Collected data
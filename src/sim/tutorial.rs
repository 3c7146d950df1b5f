//! Tutorial progression
//!
//! A level may carry an ordered list of tutorial steps. The current step is
//! shown until its trigger holds, then the next one replaces it; after the
//! last step the panel is hidden.

use serde::{Deserialize, Serialize};

/// Screen rectangle for the tutorial panel (pixels)
#[derive(Debug, Clone, Copy, PartialEq, Serialize, Deserialize)]
pub struct Region {
    pub x: f32,
    pub y: f32,
    pub width: f32,
    pub height: f32,
}

/// Condition that completes a tutorial step
#[derive(Debug, Clone, PartialEq, Serialize, Deserialize)]
#[serde(rename_all = "snake_case")]
pub enum Trigger {
    RemainingGuidesBelow(usize),
    HoldingBlock,
    ElapsedSecondsAbove(u64),
    All(Vec<Trigger>),
}

/// What a trigger gets to look at
#[derive(Debug, Clone, Copy, Default)]
pub struct TriggerContext {
    pub remaining_guides: usize,
    pub holding: bool,
    /// Whole seconds since the level started
    pub elapsed_seconds: u64,
}

impl Trigger {
    pub fn holds(&self, ctx: &TriggerContext) -> bool {
        match self {
            Trigger::RemainingGuidesBelow(n) => ctx.remaining_guides < *n,
            Trigger::HoldingBlock => ctx.holding,
            Trigger::ElapsedSecondsAbove(n) => ctx.elapsed_seconds > *n,
            Trigger::All(all) => all.iter().all(|t| t.holds(ctx)),
        }
    }
}

#[derive(Debug, Clone, PartialEq, Serialize, Deserialize)]
pub struct TutorialStep {
    pub region: Region,
    /// May contain `<br />` line breaks
    pub text: String,
    pub trigger: Trigger,
}

/// Panel change for the host to apply
#[derive(Debug, Clone, Copy, PartialEq, Eq)]
pub enum TutorialEvent {
    /// Show step `n`
    Show(usize),
    Hide,
}

#[derive(Debug, Clone, Default)]
pub struct Tutorial {
    steps: Vec<TutorialStep>,
    index: usize,
    showing: bool,
}

impl Tutorial {
    pub fn new(steps: Vec<TutorialStep>) -> Self {
        Self {
            steps,
            index: 0,
            showing: false,
        }
    }

    pub fn step(&self, index: usize) -> Option<&TutorialStep> {
        self.steps.get(index)
    }

    /// Index of the step on screen, if any
    pub fn current(&self) -> Option<usize> {
        (self.showing && self.index < self.steps.len()).then_some(self.index)
    }

    pub fn is_finished(&self) -> bool {
        self.index >= self.steps.len()
    }

    /// Evaluate the current step. Returns the latest panel change this frame.
    pub fn advance(&mut self, ctx: &TriggerContext) -> Option<TutorialEvent> {
        let Some(step) = self.steps.get(self.index) else {
            if self.showing {
                self.showing = false;
                return Some(TutorialEvent::Hide);
            }
            return None;
        };

        let mut event = None;
        if !self.showing {
            self.showing = true;
            event = Some(TutorialEvent::Show(self.index));
        }
        if step.trigger.holds(ctx) {
            self.index += 1;
            if self.index < self.steps.len() {
                event = Some(TutorialEvent::Show(self.index));
            }
        }
        event
    }
}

▶ **Task brief**: Copy out each entry precisely. Leave nothing out.

▶ **Exercise output**:
filename src/sim/tutorial.rs
repository 3c7146d950df1b5f
//! Tutorial progression
//!
//! A level may carry an ordered list of tutorial steps. The current step is
//! shown until its trigger holds, then the next one replaces it; after the
//! last step the panel is hidden.

use serde::{Deserialize, Serialize};

/// Screen rectangle for the tutorial panel (pixels)
#[derive(Debug, Clone, Copy, PartialEq, Serialize, Deserialize)]
pub struct Region {
    pub x: f32,
    pub y: f32,
    pub width: f32,
    pub height: f32,
}

/// Condition that completes a tutorial step
#[derive(Debug, Clone, PartialEq, Serialize, Deserialize)]
#[serde(rename_all = "snake_case")]
pub enum Trigger {
    RemainingGuidesBelow(usize),
    HoldingBlock,
    ElapsedSecondsAbove(u64),
    All(Vec<Trigger>),
}

/// What a trigger gets to look at
#[derive(Debug, Clone, Copy, Default)]
pub struct TriggerContext {
    pub remaining_guides: usize,
    pub holding: bool,
    /// Whole seconds since the level started
    pub elapsed_seconds: u64,
}

impl Trigger {
    pub fn holds(&self, ctx: &TriggerContext) -> bool {
        match self {
            Trigger::RemainingGuidesBelow(n) => ctx.remaining_guides < *n,
            Trigger::HoldingBlock => ctx.holding,
            Trigger::ElapsedSecondsAbove(n) => ctx.elapsed_seconds > *n,
            Trigger::All(all) => all.iter().all(|t| t.holds(ctx)),
        }
    }
}

#[derive(Debug, Clone, PartialEq, Serialize, Deserialize)]
pub struct TutorialStep {
    pub region: Region,
    /// May contain `<br />` line breaks
    pub text: String,
    pub trigger: Trigger,
}

/// Panel change for the host to apply
#[derive(Debug, Clone, Copy, PartialEq, Eq)]
pub enum TutorialEvent {
    /// Show step `n`
    Show(usize),
    Hide,
}

#[derive(Debug, Clone, Default)]
pub struct Tutorial {
    steps: Vec<TutorialStep>,
    index: usize,
    showing: bool,
}

impl Tutorial {
    pub fn new(steps: Vec<TutorialStep>) -> Self {
        Self {
            steps,
            index: 0,
            showing: false,
        }
    }

    pub fn step(&self, index: usize) -> Option<&TutorialStep> {
        self.steps.get(index)
    }

    /// Index of the step on screen, if any
    pub fn current(&self) -> Option<usize> {
        (self.showing && self.index < self.steps.len()).then_some(self.index)
    }

    pub fn is_finished(&self) -> bool {
        self.index >= self.steps.len()
    }

    /// Evaluate the current step. Returns the latest panel change this frame.
    pub fn advance(&mut self, ctx: &TriggerContext) -> Option<TutorialEvent> {
        let Some(step) = self.steps.get(self.index) else {
            if self.showing {
                self.showing = false;
                return Some(TutorialEvent::Hide);
            }
            return None;
        };

        let mut event = None;
        if !self.showing {
            self.showing = true;
            event = Some(TutorialEvent::Show(self.index));
        }
        if step.trigger.holds(ctx) {
            self.index += 1;
            if self.index < self.steps.len() {
                event = Some(TutorialEvent::Show(self.index));
            }
        }
        event
    }
}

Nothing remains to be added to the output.